Items listed in a dataset
*** Block opens ***

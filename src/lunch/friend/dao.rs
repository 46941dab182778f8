//! 好友数据访问层（DAO）
//!
//! 负责好友关系与好友申请的全部数据库读写，
//! 业务侧（好友名册）只操作内存列表，落库统一走这里。

use anyhow::{Context, Result};
use sqlx::{Pool, Row, Sqlite};
use tracing::debug;

use crate::lunch::friend::models::FriendRequest;

/// 一条好友关系，owner 侧视角
#[derive(Debug, Clone, PartialEq)]
pub struct FriendLink {
    pub friend_user_id: String,
    pub note: String,
    pub added_at: String,
}

/// 好友 DAO（基于 sqlx）
pub struct FriendDao {
    db: Pool<Sqlite>,
    app_id: String,
    user_id: String,
}

impl FriendDao {
    pub fn new(db: Pool<Sqlite>, app_id: String, user_id: String) -> Self {
        Self { db, app_id, user_id }
    }

    /// 本人好友关系列表，按添加时间排序
    pub async fn get_links(&self) -> Result<Vec<FriendLink>> {
        let rows = sqlx::query(
            r#"
            SELECT friend_user_id, note, added_at
            FROM friend_links
            WHERE app_id = ? AND owner_user_id = ?
            ORDER BY added_at, friend_user_id
            "#,
        )
        .bind(&self.app_id)
        .bind(&self.user_id)
        .fetch_all(&self.db)
        .await
        .context("查询好友关系失败")?;

        let links: Vec<FriendLink> = rows
            .into_iter()
            .map(|m| FriendLink {
                friend_user_id: m.get("friend_user_id"),
                note: m.get("note"),
                added_at: m.get("added_at"),
            })
            .collect();

        debug!("[FriendDAO] 获取好友关系，共 {} 条", links.len());
        Ok(links)
    }

    /// 接受申请的落库动作：双向好友关系加申请删除放在一个事务里
    pub async fn commit_accept(&self, from_user_id: &str, added_at: &str) -> Result<()> {
        let mut tx = self.db.begin().await.context("开启接受申请事务失败")?;

        let link_sql = r#"
            INSERT INTO friend_links (app_id, owner_user_id, friend_user_id, note, added_at)
            VALUES (?, ?, ?, '', ?)
            ON CONFLICT(app_id, owner_user_id, friend_user_id) DO UPDATE SET
                added_at = excluded.added_at
        "#;

        sqlx::query(link_sql)
            .bind(&self.app_id)
            .bind(&self.user_id)
            .bind(from_user_id)
            .bind(added_at)
            .execute(&mut *tx)
            .await
            .context("写入本方好友关系失败")?;

        sqlx::query(link_sql)
            .bind(&self.app_id)
            .bind(from_user_id)
            .bind(&self.user_id)
            .bind(added_at)
            .execute(&mut *tx)
            .await
            .context("写入对方好友关系失败")?;

        sqlx::query(
            r#"
            DELETE FROM friend_requests
            WHERE app_id = ? AND to_user_id = ? AND from_user_id = ?
            "#,
        )
        .bind(&self.app_id)
        .bind(&self.user_id)
        .bind(from_user_id)
        .execute(&mut *tx)
        .await
        .context("删除已接受的申请失败")?;

        tx.commit().await.context("提交接受申请事务失败")?;
        debug!("[FriendDAO] 已落库双向好友关系 (from={})", from_user_id);
        Ok(())
    }

    /// 删除本人指向对方的好友关系
    pub async fn delete_link(&self, friend_user_id: &str) -> Result<()> {
        sqlx::query(
            r#"
            DELETE FROM friend_links
            WHERE app_id = ? AND owner_user_id = ? AND friend_user_id = ?
            "#,
        )
        .bind(&self.app_id)
        .bind(&self.user_id)
        .bind(friend_user_id)
        .execute(&self.db)
        .await
        .context("删除好友关系失败")?;
        Ok(())
    }

    /// 更新某个好友的备注
    pub async fn update_note(&self, friend_user_id: &str, note: &str) -> Result<()> {
        sqlx::query(
            r#"
            UPDATE friend_links SET note = ?
            WHERE app_id = ? AND owner_user_id = ? AND friend_user_id = ?
            "#,
        )
        .bind(note)
        .bind(&self.app_id)
        .bind(&self.user_id)
        .bind(friend_user_id)
        .execute(&self.db)
        .await
        .context("更新好友备注失败")?;
        Ok(())
    }

    /// 发到别人收件箱的好友申请，同一发起人重复发送直接覆盖
    pub async fn put_request(&self, to_user_id: &str, req: &FriendRequest) -> Result<()> {
        sqlx::query(
            r#"
            INSERT INTO friend_requests (
                app_id, to_user_id, from_user_id,
                from_nickname, from_short_id, from_avatar_color, created_at
            ) VALUES (?, ?, ?, ?, ?, ?, ?)
            ON CONFLICT(app_id, to_user_id, from_user_id) DO UPDATE SET
                from_nickname = excluded.from_nickname,
                from_short_id = excluded.from_short_id,
                from_avatar_color = excluded.from_avatar_color,
                created_at = excluded.created_at
            "#,
        )
        .bind(&self.app_id)
        .bind(to_user_id)
        .bind(&req.from_id)
        .bind(&req.from_nickname)
        .bind(&req.from_short_id)
        .bind(&req.from_avatar_color)
        .bind(&req.created_at)
        .execute(&self.db)
        .await
        .context("写入好友申请失败")?;

        debug!("[FriendDAO] 已投递好友申请 (to={}, from={})", to_user_id, req.from_id);
        Ok(())
    }

    /// 本人收件箱里的申请，按到达时间排序
    pub async fn get_requests(&self) -> Result<Vec<FriendRequest>> {
        let rows = sqlx::query(
            r#"
            SELECT from_user_id, from_nickname, from_short_id, from_avatar_color, created_at
            FROM friend_requests
            WHERE app_id = ? AND to_user_id = ?
            ORDER BY created_at, from_user_id
            "#,
        )
        .bind(&self.app_id)
        .bind(&self.user_id)
        .fetch_all(&self.db)
        .await
        .context("查询好友申请失败")?;

        let requests: Vec<FriendRequest> = rows
            .into_iter()
            .map(|m| {
                let from_id: String = m.get("from_user_id");
                FriendRequest {
                    id: from_id.clone(),
                    from_id,
                    from_nickname: m.get("from_nickname"),
                    from_short_id: m.get("from_short_id"),
                    from_avatar_color: m.get("from_avatar_color"),
                    created_at: m.get("created_at"),
                }
            })
            .collect();

        debug!("[FriendDAO] 收件箱申请 {} 条", requests.len());
        Ok(requests)
    }

    /// 从本人收件箱删掉一条申请
    pub async fn delete_request(&self, from_user_id: &str) -> Result<()> {
        sqlx::query(
            r#"
            DELETE FROM friend_requests
            WHERE app_id = ? AND to_user_id = ? AND from_user_id = ?
            "#,
        )
        .bind(&self.app_id)
        .bind(&self.user_id)
        .bind(from_user_id)
        .execute(&self.db)
        .await
        .context("删除好友申请失败")?;
        Ok(())
    }
}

*** Block closes ***

▸ PROBLEM REQUIREMENTS
Show each line of the records above containing "CONFLICT".

▸ PROBLEM SOLUTION
            ON CONFLICT(app_id, owner_user_id, friend_user_id) DO UPDATE SET
            ON CONFLICT(app_id, to_user_id, from_user_id) DO UPDATE SET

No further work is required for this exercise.